◆ Input data
● ● ●

//! Notification engine: routes structured events to named channels

use std::collections::HashMap;
use std::sync::Arc;

use kiddo_domain::{Notification, StructuredEvent};
use serde::{Deserialize, Serialize};
use tracing::{debug, warn};

use super::error::{SinkError, SinkResult};
use super::ports::NotificationChannel;

const DATE_FORMAT: &str = "%Y-%m-%d %H:%M";
const SMS_DATE_FORMAT: &str = "%d.%m %H:%M";
const SMS_TITLE_CHARS: usize = 50;
/// Locations this long or longer are left out of SMS summaries
const SMS_LOCATION_LIMIT: usize = 30;
const ELLIPSIS: &str = "...";

/// Length of a single SMS segment
pub const SMS_MAX_LENGTH: usize = 160;

/// One address on one channel
#[derive(Debug, Clone, PartialEq, Eq, Serialize, Deserialize)]
pub struct Recipient {
    pub channel: String,
    pub address: String,
}

impl Recipient {
    pub fn new(channel: impl Into<String>, address: impl Into<String>) -> Self {
        Self { channel: channel.into(), address: address.into() }
    }
}

/// Sends event notifications through registered channels
#[derive(Clone, Default)]
pub struct NotificationEngine {
    channels: HashMap<String, Arc<dyn NotificationChannel>>,
}

impl NotificationEngine {
    pub fn new(channels: impl IntoIterator<Item = Arc<dyn NotificationChannel>>) -> Self {
        let mut engine = Self::default();
        for channel in channels {
            engine.add_channel(channel);
        }
        engine
    }

    /// Register a channel under its name, replacing any earlier one
    pub fn add_channel(&mut self, channel: Arc<dyn NotificationChannel>) {
        let name = channel.name().to_string();
        if self.channels.insert(name.clone(), channel).is_some() {
            warn!(channel = %name, "Replacing notification channel");
        }
    }

    pub fn channel_names(&self) -> Vec<&str> {
        self.channels.keys().map(String::as_str).collect()
    }

    pub fn is_empty(&self) -> bool {
        self.channels.is_empty()
    }

    /// Send a notification about `event` to one recipient.
    ///
    /// Unknown channels and invalid recipients are errors. A channel that
    /// fails or declines the send yields a notification with status `Failed`.
    pub async fn send_notification(
        &self,
        event: &StructuredEvent,
        channel: &str,
        recipient: &str,
        message: Option<&str>,
    ) -> SinkResult<Notification> {
        let handler =
            self.channels.get(channel).ok_or_else(|| SinkError::UnknownChannel(channel.to_string()))?;

        if !handler.validate_recipient(recipient) {
            return Err(SinkError::InvalidRecipient {
                channel: channel.to_string(),
                recipient: recipient.to_string(),
            });
        }

        let body = message.map_or_else(|| handler.render(event), str::to_string);
        let mut notification = Notification::new(event.event_id, channel, recipient, body);

        match handler.send(&notification).await {
            Ok(true) => notification.mark_sent(),
            Ok(false) => notification.mark_failed("channel declined the message"),
            Err(e) => notification.mark_failed(e.to_string()),
        }

        debug!(
            channel,
            recipient,
            status = %notification.status,
            "Notification processed"
        );
        Ok(notification)
    }

    /// Notify every recipient, continuing past failures
    pub async fn send_to_all(
        &self,
        event: &StructuredEvent,
        recipients: &[Recipient],
    ) -> Vec<Notification> {
        let mut notifications = Vec::with_capacity(recipients.len());
        for recipient in recipients {
            match self.send_notification(event, &recipient.channel, &recipient.address, None).await {
                Ok(notification) => notifications.push(notification),
                Err(e) => warn!(
                    channel = %recipient.channel,
                    error = %e,
                    "Failed to send notification"
                ),
            }
        }
        notifications
    }
}

/// Default notification text for an event
pub fn render_message(event: &StructuredEvent) -> String {
    let due = event
        .due_date
        .or(event.start_time)
        .map_or_else(|| "N/A".to_string(), |due| due.format(DATE_FORMAT).to_string());

    let mut message = format!("Event: {}\nDue: {due}", event.title);
    if let Some(description) = event.description.as_deref().filter(|d| !d.is_empty()) {
        message.push('\n');
        message.push_str(description);
    }
    message
}

/// One-line summary for text messages: `title | dd.mm HH:MM | location`.
///
/// The title is cut to 50 characters and the location is only included when
/// shorter than 30. A summary longer than `max_length` characters is cut and
/// ends with `...`.
pub fn render_sms_summary(event: &StructuredEvent, max_length: usize) -> String {
    let mut parts: Vec<String> = Vec::with_capacity(3);

    if !event.title.is_empty() {
        parts.push(event.title.chars().take(SMS_TITLE_CHARS).collect());
    }
    if let Some(start) = event.start_time {
        parts.push(start.format(SMS_DATE_FORMAT).to_string());
    }
    if let Some(location) = event.location.as_deref() {
        if !location.is_empty() && location.chars().count() < SMS_LOCATION_LIMIT {
            parts.push(location.to_string());
        }
    }

    let summary = parts.join(" | ");
    if summary.chars().count() <= max_length {
        return summary;
    }
    if max_length < ELLIPSIS.len() {
        return summary.chars().take(max_length).collect();
    }

    let mut truncated: String =
        summary.chars().take(max_length - ELLIPSIS.len()).collect();
    truncated.push_str(ELLIPSIS);
    truncated
}

#[cfg(test)]
mod tests {
    use std::sync::Mutex;

    use async_trait::async_trait;
    use chrono::{TimeZone, Utc};
    use kiddo_domain::{KiddoError, NotificationStatus, Result};

    use super::*;

    struct RecordingChannel {
        name: &'static str,
        outcome: Result<bool>,
        sent: Mutex<Vec<Notification>>,
    }

    impl RecordingChannel {
        fn new(name: &'static str, outcome: Result<bool>) -> Arc<Self> {
            Arc::new(Self { name, outcome, sent: Mutex::new(Vec::new()) })
        }
    }

    #[async_trait]
    impl NotificationChannel for RecordingChannel {
        fn name(&self) -> &str {
            self.name
        }

        async fn send(&self, notification: &Notification) -> Result<bool> {
            self.sent.lock().unwrap().push(notification.clone());
            self.outcome.clone()
        }

        fn validate_recipient(&self, recipient: &str) -> bool {
            recipient.contains('@')
        }
    }

    fn event() -> StructuredEvent {
        let mut event = StructuredEvent::new("Zebranie", "gmail");
        event.start_time = Some(Utc.with_ymd_and_hms(2024, 9, 12, 17, 0, 0).unwrap());
        event.description = Some("Sala 12".into());
        event
    }

    #[test]
    fn test_render_message_prefers_due_date() {
        let mut event = event();
        assert_eq!(render_message(&event), "Event: Zebranie\nDue: 2024-09-12 17:00\nSala 12");

        event.due_date = Some(Utc.with_ymd_and_hms(2024, 9, 10, 0, 0, 0).unwrap());
        event.description = None;
        assert_eq!(render_message(&event), "Event: Zebranie\nDue: 2024-09-10 00:00");

        event.due_date = None;
        event.start_time = None;
        assert_eq!(render_message(&event), "Event: Zebranie\nDue: N/A");
    }

    #[test]
    fn test_sms_summary_joins_title_time_and_short_location() {
        let mut event = event();
        event.location = Some("Szkoła, sala 12".into());

        assert_eq!(render_sms_summary(&event, SMS_MAX_LENGTH), "Zebranie | 12.09 17:00 | Szkoła, sala 12");

        event.location = Some("a".repeat(29));
        assert!(render_sms_summary(&event, SMS_MAX_LENGTH).ends_with(&"a".repeat(29)));
        event.location = Some("a".repeat(30));
        assert_eq!(render_sms_summary(&event, SMS_MAX_LENGTH), "Zebranie | 12.09 17:00");

        event.start_time = None;
        event.location = None;
        assert_eq!(render_sms_summary(&event, SMS_MAX_LENGTH), "Zebranie");
    }

    #[test]
    fn test_sms_summary_cuts_title_to_fifty_chars() {
        let mut event = event();
        event.title = "ż".repeat(60);
        event.start_time = None;

        let summary = render_sms_summary(&event, SMS_MAX_LENGTH);
        assert_eq!(summary.chars().count(), 50);
    }

    #[test]
    fn test_sms_summary_truncates_with_ellipsis() {
        let event = event();
        let full = render_sms_summary(&event, SMS_MAX_LENGTH);
        assert_eq!(full.chars().count(), 22);

        assert_eq!(render_sms_summary(&event, 22), full);
        assert_eq!(render_sms_summary(&event, 21), "Zebranie | 12.09 1...");
        assert_eq!(render_sms_summary(&event, 21).chars().count(), 21);
        assert_eq!(render_sms_summary(&event, 3), "...");
        assert_eq!(render_sms_summary(&event, 2), "Ze");
    }

    #[tokio::test]
    async fn test_send_marks_sent() {
        let channel = RecordingChannel::new("email", Ok(true));
        let engine = NotificationEngine::new([channel.clone() as Arc<dyn NotificationChannel>]);

        let event = event();

        let notification =
            engine.send_notification(&event, "email", "rodzic@example.com", None).await.unwrap();

        assert_eq!(notification.status, NotificationStatus::Sent);
        assert_eq!(notification.event_id, event.event_id);
        assert!(notification.message.starts_with("Event: Zebranie"));
        assert_eq!(channel.sent.lock().unwrap().len(), 1);
    }

    #[tokio::test]
    async fn test_unknown_channel_and_bad_recipient_are_errors() {
        let engine = NotificationEngine::new([
            RecordingChannel::new("email", Ok(true)) as Arc<dyn NotificationChannel>
        ]);

        let unknown = engine.send_notification(&event(), "pigeon", "roof", None).await;
        assert!(matches!(unknown, Err(SinkError::UnknownChannel(_))));

        let invalid = engine.send_notification(&event(), "email", "not-an-address", None).await;
        assert!(matches!(invalid, Err(SinkError::InvalidRecipient { .. })));
    }

    #[tokio::test]
    async fn test_channel_error_yields_failed_notification() {
        let engine = NotificationEngine::new([RecordingChannel::new(
            "email",
            Err(KiddoError::Sink("smtp down".into())),
        ) as Arc<dyn NotificationChannel>]);

        let notification =
            engine.send_notification(&event(), "email", "a@example.com", Some("custom")).await.unwrap();

        assert_eq!(notification.status, NotificationStatus::Failed);
        assert_eq!(notification.message, "custom");
        assert!(notification.error_message.unwrap().contains("smtp down"));
    }

    #[tokio::test]
    async fn test_send_to_all_continues_past_failures() {
        let channel = RecordingChannel::new("email", Ok(true));
        let engine = NotificationEngine::new([channel.clone() as Arc<dyn NotificationChannel>]);
        let recipients = vec![
            Recipient::new("sms", "+48600100200"),
            Recipient::new("email", "bad"),
            Recipient::new("email", "mama@example.com"),
        ];

        let notifications = engine.send_to_all(&event(), &recipients).await;

        assert_eq!(notifications.len(), 1);
        assert_eq!(notifications[0].recipient, "mama@example.com");
    }
}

● ● ●

◆ What to work on
Report each line in the preceding entries that holds the string "None".

◆ Reply to the exercise
            match self.send_notification(event, &recipient.channel, &recipient.address, None).await {
        event.description = None;
        event.due_date = None;
        event.start_time = None;
        event.start_time = None;
        event.location = None;
        event.start_time = None;
            engine.send_notification(&event, "email", "rodzic@example.com", None).await.unwrap();
        let unknown = engine.send_notification(&event(), "pigeon", "roof", None).await;
        let invalid = engine.send_notification(&event(), "email", "not-an-address", None).await;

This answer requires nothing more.